Data provided: Begin
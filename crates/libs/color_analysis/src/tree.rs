//! CART decision tree over the three RGB channels, split on Gini impurity.

use crate::classifier::TrainOptions;

#[derive(Debug, Clone, Copy, PartialEq, Eq)]
pub(crate) enum Channel {
    Red,
    Green,
    Blue,
}

impl Channel {
    const ALL: [Self; 3] = [Self::Red, Self::Green, Self::Blue];

    const fn of(self, rgb: [u8; 3]) -> u8 {
        match self {
            Self::Red => rgb[0],
            Self::Green => rgb[1],
            Self::Blue => rgb[2],
        }
    }
}

#[derive(Debug, Clone)]
enum Node {
    Split {
        channel: Channel,
        /// Values `<= threshold` go left.
        threshold: f64,
        left: usize,
        right: usize,
    },
    Leaf {
        class: usize,
    },
}

/// A fitted tree. Node 0 is the root; class ids index the caller's label table.
#[derive(Debug, Clone)]
pub(crate) struct DecisionTree {
    nodes: Vec<Node>,
    depth: usize,
}

impl DecisionTree {
    /// Fits a tree on `features`/`targets`, where every target is `< n_classes`.
    pub(crate) fn fit(
        features: &[[u8; 3]],
        targets: &[usize],
        n_classes: usize,
        options: &TrainOptions,
    ) -> Self {
        let mut builder = TreeBuilder {
            features,
            targets,
            n_classes,
            max_depth: options.max_depth,
            min_samples_split: options.min_samples_split.max(2),
            rng: fastrand::Rng::with_seed(options.seed),
            nodes: Vec::new(),
            depth: 0,
        };
        let indices: Vec<usize> = (0..features.len()).collect();
        builder.grow(&indices, 0);

        Self {
            nodes: builder.nodes,
            depth: builder.depth,
        }
    }

    pub(crate) fn predict(&self, rgb: [u8; 3]) -> usize {
        let mut index = 0;
        loop {
            match self.nodes[index] {
                Node::Leaf { class } => return class,
                Node::Split {
                    channel,
                    threshold,
                    left,
                    right,
                } => {
                    index = if f64::from(channel.of(rgb)) <= threshold {
                        left
                    } else {
                        right
                    };
                }
            }
        }
    }

    pub(crate) const fn depth(&self) -> usize {
        self.depth
    }

    pub(crate) fn leaf_count(&self) -> usize {
        self.nodes
            .iter()
            .filter(|node| matches!(node, Node::Leaf { .. }))
            .count()
    }
}

struct Split {
    channel: Channel,
    threshold: f64,
    /// Weighted Gini impurity of both children, scaled by the node size.
    impurity: f64,
}

struct TreeBuilder<'a> {
    features: &'a [[u8; 3]],
    targets: &'a [usize],
    n_classes: usize,
    max_depth: usize,
    min_samples_split: usize,
    rng: fastrand::Rng,
    nodes: Vec<Node>,
    depth: usize,
}

impl TreeBuilder<'_> {
    /// Grows the subtree for `indices` depth-first (left before right) and
    /// returns its node id.
    fn grow(&mut self, indices: &[usize], depth: usize) -> usize {
        self.depth = self.depth.max(depth);
        let counts = self.class_counts(indices);
        let node_index = self.nodes.len();
        self.nodes.push(Node::Leaf {
            class: majority_class(&counts),
        });

        let is_pure = counts.iter().filter(|&&count| count > 0).count() <= 1;
        if is_pure || depth >= self.max_depth || indices.len() < self.min_samples_split {
            return node_index;
        }
        let Some(split) = self.best_split(indices, &counts) else {
            return node_index;
        };

        let (left, right): (Vec<usize>, Vec<usize>) = indices
            .iter()
            .partition(|&&i| f64::from(split.channel.of(self.features[i])) <= split.threshold);
        let left = self.grow(&left, depth + 1);
        let right = self.grow(&right, depth + 1);
        self.nodes[node_index] = Node::Split {
            channel: split.channel,
            threshold: split.threshold,
            left,
            right,
        };
        node_index
    }

    /// Channels are tried in a seeded random order; a candidate only wins with a
    /// strictly lower impurity, so ties keep the first one found.
    fn best_split(&mut self, indices: &[usize], counts: &[usize]) -> Option<Split> {
        let mut channels = Channel::ALL;
        self.rng.shuffle(&mut channels);

        let total = indices.len();
        let mut sorted = indices.to_vec();
        let mut best: Option<Split> = None;

        for channel in channels {
            sorted.sort_by_key(|&i| channel.of(self.features[i]));

            let mut left_counts = vec![0_u64; self.n_classes];
            let mut right_counts: Vec<u64> = counts.iter().map(|&c| c as u64).collect();
            // Running sums of squared class counts, so Gini is O(1) per position.
            let mut left_squares = 0_u64;
            let mut right_squares: u64 = right_counts.iter().map(|c| c * c).sum();

            for position in 0..total - 1 {
                let class = self.targets[sorted[position]];
                left_squares += 2 * left_counts[class] + 1;
                left_counts[class] += 1;
                right_squares -= 2 * right_counts[class] - 1;
                right_counts[class] -= 1;

                let value = channel.of(self.features[sorted[position]]);
                let next_value = channel.of(self.features[sorted[position + 1]]);
                if value == next_value {
                    continue;
                }

                let n_left = (position + 1) as f64;
                let n_right = (total - position - 1) as f64;
                let impurity = (n_left - left_squares as f64 / n_left)
                    + (n_right - right_squares as f64 / n_right);

                if best.as_ref().is_none_or(|b| impurity < b.impurity) {
                    best = Some(Split {
                        channel,
                        threshold: f64::midpoint(f64::from(value), f64::from(next_value)),
                        impurity,
                    });
                }
            }
        }

        best
    }

    fn class_counts(&self, indices: &[usize]) -> Vec<usize> {
        let mut counts = vec![0; self.n_classes];
        for &i in indices {
            counts[self.targets[i]] += 1;
        }
        counts
    }
}

/// Most frequent class; ties go to the lowest class id.
fn majority_class(counts: &[usize]) -> usize {
    let mut best = 0;
    for (class, &count) in counts.iter().enumerate() {
        if count > counts[best] {
            best = class;
        }
    }
    best
}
Data provided: End
Requirement:
If a line in the entries above has the word "const", copy it.

Your solution:
    const ALL: [Self; 3] = [Self::Red, Self::Green, Self::Blue];
    const fn of(self, rgb: [u8; 3]) -> u8 {
    pub(crate) const fn depth(&self) -> usize {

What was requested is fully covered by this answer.